# Problem requirements
From the first line of the data below, copy each line up to the one containing "#[tokio::main]", and include that line too.

# Input for this task
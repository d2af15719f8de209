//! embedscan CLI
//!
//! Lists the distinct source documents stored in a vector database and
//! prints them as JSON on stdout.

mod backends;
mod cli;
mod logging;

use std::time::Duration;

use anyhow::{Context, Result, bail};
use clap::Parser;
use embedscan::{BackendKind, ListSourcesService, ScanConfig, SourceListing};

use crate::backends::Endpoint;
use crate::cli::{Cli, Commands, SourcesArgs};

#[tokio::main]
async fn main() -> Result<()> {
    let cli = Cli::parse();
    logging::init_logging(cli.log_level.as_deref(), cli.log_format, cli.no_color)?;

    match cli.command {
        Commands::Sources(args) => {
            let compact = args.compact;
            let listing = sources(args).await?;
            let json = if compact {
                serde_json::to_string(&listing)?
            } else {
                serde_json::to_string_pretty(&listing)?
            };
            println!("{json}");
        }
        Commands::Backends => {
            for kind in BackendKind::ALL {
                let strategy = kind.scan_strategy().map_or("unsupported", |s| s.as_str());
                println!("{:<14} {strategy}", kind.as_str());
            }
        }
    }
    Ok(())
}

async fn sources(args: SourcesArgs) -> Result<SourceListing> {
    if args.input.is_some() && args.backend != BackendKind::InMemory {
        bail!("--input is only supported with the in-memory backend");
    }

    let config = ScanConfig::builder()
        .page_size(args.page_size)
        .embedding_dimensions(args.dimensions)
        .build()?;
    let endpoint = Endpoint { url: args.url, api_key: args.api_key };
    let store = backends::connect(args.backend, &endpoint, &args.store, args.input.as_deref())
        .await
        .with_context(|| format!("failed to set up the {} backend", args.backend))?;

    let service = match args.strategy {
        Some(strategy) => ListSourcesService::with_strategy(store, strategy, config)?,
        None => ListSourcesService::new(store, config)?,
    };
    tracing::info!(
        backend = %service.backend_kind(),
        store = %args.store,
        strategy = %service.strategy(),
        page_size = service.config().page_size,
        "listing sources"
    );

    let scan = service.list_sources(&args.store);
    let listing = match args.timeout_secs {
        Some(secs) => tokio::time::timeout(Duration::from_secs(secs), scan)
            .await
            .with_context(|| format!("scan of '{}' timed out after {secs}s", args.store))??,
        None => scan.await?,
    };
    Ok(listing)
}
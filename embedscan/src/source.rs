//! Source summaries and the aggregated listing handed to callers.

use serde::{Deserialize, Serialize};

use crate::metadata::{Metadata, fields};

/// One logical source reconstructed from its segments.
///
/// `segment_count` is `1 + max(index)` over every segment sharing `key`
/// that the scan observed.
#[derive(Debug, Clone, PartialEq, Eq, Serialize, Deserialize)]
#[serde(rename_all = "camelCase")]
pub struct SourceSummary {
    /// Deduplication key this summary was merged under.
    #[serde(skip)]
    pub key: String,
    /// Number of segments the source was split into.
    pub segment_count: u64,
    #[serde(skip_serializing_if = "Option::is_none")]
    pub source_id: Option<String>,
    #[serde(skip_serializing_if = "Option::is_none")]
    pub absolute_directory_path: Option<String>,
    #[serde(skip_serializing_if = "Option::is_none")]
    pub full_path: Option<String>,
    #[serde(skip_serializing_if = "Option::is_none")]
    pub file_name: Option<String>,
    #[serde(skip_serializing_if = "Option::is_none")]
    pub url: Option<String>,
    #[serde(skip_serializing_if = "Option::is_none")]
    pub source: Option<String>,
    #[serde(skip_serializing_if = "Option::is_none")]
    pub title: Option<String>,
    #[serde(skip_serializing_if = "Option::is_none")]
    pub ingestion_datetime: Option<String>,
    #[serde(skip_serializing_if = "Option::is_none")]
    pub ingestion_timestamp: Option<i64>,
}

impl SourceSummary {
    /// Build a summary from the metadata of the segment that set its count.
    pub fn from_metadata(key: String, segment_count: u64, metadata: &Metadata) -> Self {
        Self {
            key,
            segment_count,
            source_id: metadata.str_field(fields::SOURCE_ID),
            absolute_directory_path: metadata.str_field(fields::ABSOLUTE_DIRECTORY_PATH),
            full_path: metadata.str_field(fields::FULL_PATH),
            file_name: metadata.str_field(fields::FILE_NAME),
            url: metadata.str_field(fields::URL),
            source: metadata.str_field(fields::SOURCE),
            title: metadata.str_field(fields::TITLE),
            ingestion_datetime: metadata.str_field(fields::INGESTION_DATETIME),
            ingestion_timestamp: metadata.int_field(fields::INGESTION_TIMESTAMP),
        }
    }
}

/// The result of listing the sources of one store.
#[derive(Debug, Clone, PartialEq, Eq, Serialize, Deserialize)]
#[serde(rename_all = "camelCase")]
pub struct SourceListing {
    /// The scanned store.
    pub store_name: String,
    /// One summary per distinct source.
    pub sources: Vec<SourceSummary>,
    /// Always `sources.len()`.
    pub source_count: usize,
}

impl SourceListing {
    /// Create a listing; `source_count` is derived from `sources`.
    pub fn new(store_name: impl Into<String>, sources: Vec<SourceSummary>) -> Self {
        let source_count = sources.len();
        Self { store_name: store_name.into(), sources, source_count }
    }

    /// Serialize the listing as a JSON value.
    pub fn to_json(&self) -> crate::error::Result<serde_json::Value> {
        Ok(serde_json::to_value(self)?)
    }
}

# Solution for this problem
repository d2af15719f8de209
//! embedscan CLI
//!
//! Lists the distinct source documents stored in a vector database and
//! prints them as JSON on stdout.

mod backends;
mod cli;
mod logging;

use std::time::Duration;

use anyhow::{Context, Result, bail};
use clap::Parser;
use embedscan::{BackendKind, ListSourcesService, ScanConfig, SourceListing};

use crate::backends::Endpoint;
use crate::cli::{Cli, Commands, SourcesArgs};

#[tokio::main]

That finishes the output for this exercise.